Noteworthy growth – This music studio takes a multigenerational approach in training local musicians
A bustle of 20 people fills the waiting area of a two-story house on a dark corner of Beauregard Town this weekday night. Adults are headed downstairs, while children are shuffling upstairs amid a profusion of violins and cellos. Owner Genny Denton Nelson is thrilled.
When Nelson finished her master’s in music education at LSU in 2008, there were no teaching jobs available in Baton Rouge. “I had to find a way to make a living,” Nelson says. “I was already teaching a number of students. Opening a studio seemed like a natural transition.”
Nearly four years and several site upgrades later, this one-woman operation teaching private violin lessons in a rented room of a church has evolved into Grace Notes Music Studio. Now it employs on average 12 staff members who offer instruction to about 150 students each week in string and wind instruments, piano, voice, as well as music composition and theory lessons. Both private lessons and group classes for children and adults are available.

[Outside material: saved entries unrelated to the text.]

//! Repository for the `service_templates` table and its milestone/task tree.

use agency_core::error::CoreError;
use agency_core::service_template::{
    validate_blueprint, validate_color, validate_name, MilestoneBlueprint, TaskBlueprint,
    TemplateBlueprint,
};
use agency_core::types::DbId;
use sqlx::PgPool;

use crate::error::DbError;
use crate::models::service_template::{
    ServiceTemplate, ServiceTemplateSummary, UpdateServiceTemplate,
};
use crate::models::template_milestone::CreateTemplateMilestone;
use crate::models::template_task::CreateTemplateTask;
use crate::repositories::{TemplateMilestoneRepo, TemplateTaskRepo};

const COLUMNS: &str = "id, name, description, color, created_by, is_default, created_at, updated_at";

fn insert_query() -> String {
    format!(
        "INSERT INTO service_templates (name, description, color, created_by, is_default) \
         VALUES ($1, $2, COALESCE($3, '#3B82F6'), $4, COALESCE($5, false)) \
         RETURNING {COLUMNS}"
    )
}

/// Provides CRUD operations for service templates.
pub struct ServiceTemplateRepo;

impl ServiceTemplateRepo {
    /// Validate a blueprint and insert the template with all of its
    /// milestones and tasks in a single transaction.
    ///
    /// An existing template with the same name yields `CoreError::Conflict`.
    pub async fn create_from_blueprint(
        pool: &PgPool,
        created_by: Option<DbId>,
        blueprint: &TemplateBlueprint,
    ) -> Result<ServiceTemplate, DbError> {
        validate_blueprint(blueprint)?;

        let mut tx = pool.begin().await?;

        let query = insert_query();
        let template = sqlx::query_as::<_, ServiceTemplate>(&query)
            .bind(&blueprint.name)
            .bind(&blueprint.description)
            .bind(&blueprint.color)
            .bind(created_by)
            .bind(blueprint.is_default)
            .fetch_one(&mut *tx)
            .await
            .map_err(|e| match e {
                sqlx::Error::Database(ref db) if db.is_unique_violation() => DbError::Core(
                    CoreError::Conflict(format!("Template '{}' already exists", blueprint.name)),
                ),
                other => DbError::Database(other),
            })?;

        for milestone in &blueprint.milestones {
            let row = TemplateMilestoneRepo::create_in_tx(
                &mut tx,
                &CreateTemplateMilestone {
                    template_id: template.id,
                    name: milestone.name.clone(),
                    description: milestone.description.clone(),
                    position: milestone.position,
                    relative_start_days: milestone.relative_start_days,
                    relative_due_days: milestone.relative_due_days,
                },
            )
            .await?;

            for task in &milestone.tasks {
                TemplateTaskRepo::create_in_tx(
                    &mut tx,
                    &CreateTemplateTask {
                        template_milestone_id: row.id,
                        title: task.title.clone(),
                        description: task.description.clone(),
                        position: task.position,
                        priority: Some(task.priority.as_str().to_string()),
                        visibility: Some(task.visibility.as_str().to_string()),
                        estimated_hours: task.estimated_hours,
                        relative_due_days: task.relative_due_days,
                    },
                )
                .await?;
            }
        }

        tx.commit().await?;

        tracing::info!(
            template_id = template.id,
            name = %template.name,
            milestones = blueprint.milestones.len(),
            tasks = blueprint.task_count(),
            "Created service template"
        );
        Ok(template)
    }

    /// Find a template by ID.
    pub async fn find_by_id(
        pool: &PgPool,
        id: DbId,
    ) -> Result<Option<ServiceTemplate>, sqlx::Error> {
        let query = format!("SELECT {COLUMNS} FROM service_templates WHERE id = $1");
        sqlx::query_as::<_, ServiceTemplate>(&query)
            .bind(id)
            .fetch_optional(pool)
            .await
    }

    /// Find a template by its unique name.
    pub async fn find_by_name(
        pool: &PgPool,
        name: &str,
    ) -> Result<Option<ServiceTemplate>, sqlx::Error> {
        let query = format!("SELECT {COLUMNS} FROM service_templates WHERE name = $1");
        sqlx::query_as::<_, ServiceTemplate>(&query)
            .bind(name)
            .fetch_optional(pool)
            .await
    }

    /// List all templates, defaults first, then by name.
    pub async fn list(pool: &PgPool) -> Result<Vec<ServiceTemplate>, sqlx::Error> {
        let query = format!(
            "SELECT {COLUMNS} FROM service_templates ORDER BY is_default DESC, name ASC"
        );
        sqlx::query_as::<_, ServiceTemplate>(&query)
            .fetch_all(pool)
            .await
    }

    /// List templates with milestone and task counts.
    pub async fn list_summaries(pool: &PgPool) -> Result<Vec<ServiceTemplateSummary>, sqlx::Error> {
        sqlx::query_as::<_, ServiceTemplateSummary>(
            "SELECT st.id, st.name, st.color, st.is_default, \
                    COUNT(DISTINCT tm.id) AS milestone_count, \
                    COUNT(tt.id) AS task_count \
             FROM service_templates st \
             LEFT JOIN template_milestones tm ON tm.template_id = st.id \
             LEFT JOIN template_tasks tt ON tt.template_milestone_id = tm.id \
             GROUP BY st.id \
             ORDER BY st.is_default DESC, st.name ASC",
        )
        .fetch_all(pool)
        .await
    }

    /// Update a template. Only non-`None` fields are applied.
    pub async fn update(
        pool: &PgPool,
        id: DbId,
        input: &UpdateServiceTemplate,
    ) -> Result<Option<ServiceTemplate>, DbError> {
        if let Some(name) = &input.name {
            validate_name("Template", name)?;
        }
        if let Some(color) = &input.color {
            validate_color(color)?;
        }

        let query = format!(
            "UPDATE service_templates SET \
                name = COALESCE($2, name), \
                description = COALESCE($3, description), \
                color = COALESCE($4, color), \
                is_default = COALESCE($5, is_default) \
             WHERE id = $1 \
             RETURNING {COLUMNS}"
        );
        let row = sqlx::query_as::<_, ServiceTemplate>(&query)
            .bind(id)
            .bind(&input.name)
            .bind(&input.description)
            .bind(&input.color)
            .bind(input.is_default)
            .fetch_optional(pool)
            .await?;
        Ok(row)
    }

    /// Delete a template; milestones and tasks cascade. Returns `true` if a
    /// row was removed.
    pub async fn delete(pool: &PgPool, id: DbId) -> Result<bool, sqlx::Error> {
        let result = sqlx::query("DELETE FROM service_templates WHERE id = $1")
            .bind(id)
            .execute(pool)
            .await?;
        Ok(result.rows_affected() > 0)
    }

    /// Read a stored template back as a blueprint tree.
    ///
    /// Returns `Ok(None)` when the template does not exist. Stored enum text
    /// that does not parse surfaces as `CoreError::Validation`.
    pub async fn load_blueprint(
        pool: &PgPool,
        id: DbId,
    ) -> Result<Option<TemplateBlueprint>, DbError> {
        let Some(template) = Self::find_by_id(pool, id).await? else {
            return Ok(None);
        };

        let milestones = TemplateMilestoneRepo::list_by_template(pool, id).await?;
        let tasks = TemplateTaskRepo::list_by_template(pool, id).await?;

        let mut blueprints = Vec::with_capacity(milestones.len());
        for milestone in milestones {
            let mut task_blueprints = Vec::new();
            for task in tasks.iter().filter(|t| t.template_milestone_id == milestone.id) {
                task_blueprints.push(TaskBlueprint {
                    title: task.title.clone(),
                    description: task.description.clone(),
                    position: task.position,
                    priority: task.priority.parse()?,
                    visibility: task.visibility.parse()?,
                    estimated_hours: task.estimated_hours,
                    relative_due_days: task.relative_due_days,
                });
            }
            blueprints.push(MilestoneBlueprint {
                name: milestone.name,
                description: milestone.description,
                position: milestone.position,
                relative_start_days: milestone.relative_start_days,
                relative_due_days: milestone.relative_due_days,
                tasks: task_blueprints,
            });
        }

        Ok(Some(TemplateBlueprint {
            name: template.name,
            description: template.description,
            color: Some(template.color),
            is_default: template.is_default,
            milestones: blueprints,
        }))
    }

    /// Look a template up by name and load its blueprint.
    pub async fn load_blueprint_by_name(
        pool: &PgPool,
        name: &str,
    ) -> Result<(ServiceTemplate, TemplateBlueprint), DbError> {
        let template = Self::find_by_name(pool, name).await?.ok_or_else(|| {
            CoreError::NotFoundByName {
                entity: "service_template",
                name: name.to_string(),
            }
        })?;
        let blueprint = Self::load_blueprint(pool, template.id).await?.ok_or(
            CoreError::NotFound {
                entity: "service_template",
                id: template.id,
            },
        )?;
        Ok((template, blueprint))
    }
}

“Your rhythm is better, but what do we think about our pitch? Let’s try perfect pitch, please,” Nelson calls out to the 20 or so violin students in the Children’s String Ensemble class on Thursday nights. These students range from second to fifth grade, and it’s a requirement that they take private lessons to participate in this class. There’s a whole lot of stopping and starting as they try to master “Into The Sky.” After almost 45 minutes, they manage to get through the entire piece beautifully.
“My favorite thing about playing in the group is all the sound around you. Sometimes I get lost in the way things sound,” says 9-year-old Anna Kate Holmes. Her father, Ken Holmes, played music growing up. He plays bluegrass on the fiddle and started entering into fiddle contests with Anna Kate to get her into music.
“I got my mom into playing,” says 6-year-old Ava Dunn, who also participates in the children’s ensemble. Her mother, Daisy Dunn, plays violin in the adult string class and also takes private lessons at the studio. “Whenever my mom feels scared, she thinks about me,” Ava says. “Because you’re never nervous, that’s why!” says Daisy.
Nelson encourages this sort of family learning and maintains that prejudices about adult learning should be banished. The idea that good musicians only learn music when they are young is wrong. “And adults are not necessarily slow learners,” she says. “Daisy is proof of that: She very quickly moved up to an advanced class, and she had no musical background at all. It just depends on how dedicated you can be to it, and Daisy is very dedicated.”
Nelson says when adults come to her and want to learn to play music, she encourages them to approach learning with unlimited expectations of achievement. “It’s really neat to see them get a second chance to learn,” she says. “Can you imagine how much courage it must take to wake up and decide to do something new?”
“I always wanted to learn, then Ava started, and now Catherine,” Daisy says, referring to her other daughter, a 4-year-old. “I want to play with them. As Ava gets better, we can practice together.” When Grace Notes students perform in a spring concert on May 17, Daisy will play alongside her two girls.
The Dunns are just one example of families from whom multiple members and generations take lessons at the studio. Other duos include a mother and son, a grandmother and granddaughter who take lessons together, and even a married couple in their 90s who are learning to play the piano. To add to this scene of family participation, the company recently became a family business.
“We’ve been married almost two months,” says Neil Nelson, a clarinet and saxophone player. He joined the staff last August after completing his master’s in music education at LSU. He also serves as conductor of the studio’s youth and children’s string orchestras classes, and co-teaches the more advanced adult string classes with his wife.
“We’re very similar in terms of our background. We studied under the same faculty at LSU and have a similar perspective with the way we should, and do, teach,” she says. “I’ve always felt that we fill in the gaps with our knowledge.”
Nelson says that with her husband’s help, she has been able to achieve a lot of the professional goals she’d set for herself. She always wanted to do a summer music camp, and last year that goal became a reality. “It’s a lot of work for not a lot of pay, and it’s really hard to get someone on board who doesn’t love you!”
Although camp is still months away, the students are already talking about it. “They say, ‘We’re in pre-camp mode,’ ” Nelson says with a smile. “Camp is from 7:30 a.m. to 5 p.m. every day for a week. It’s a lot of hard work, and they play their instruments most of the day. We have group ensemble, sectionals, playing in a string quartet, and we study music theory and music composition,” she says. “But I’m pretty sure their favorite activity is snack time,” she adds.
Nelson never anticipated Grace Notes Music Studio would grow so large, and she never intended to be a businesswoman. She believes the studio has been successful, in part, because it has no business plan.
“Since we don’t have a structured end-goal plan, we haven’t placed limits on what we can do. Leaving that part of the vision open has been exciting and left a lot of room for growth,” she says. “That isn’t to say that I haven’t had specific goals along the way, because you have to have them to be successful. But as for the future of Grace Notes, as long as my staff and I are contributing successfully to the field of music education, I will be satisfied.”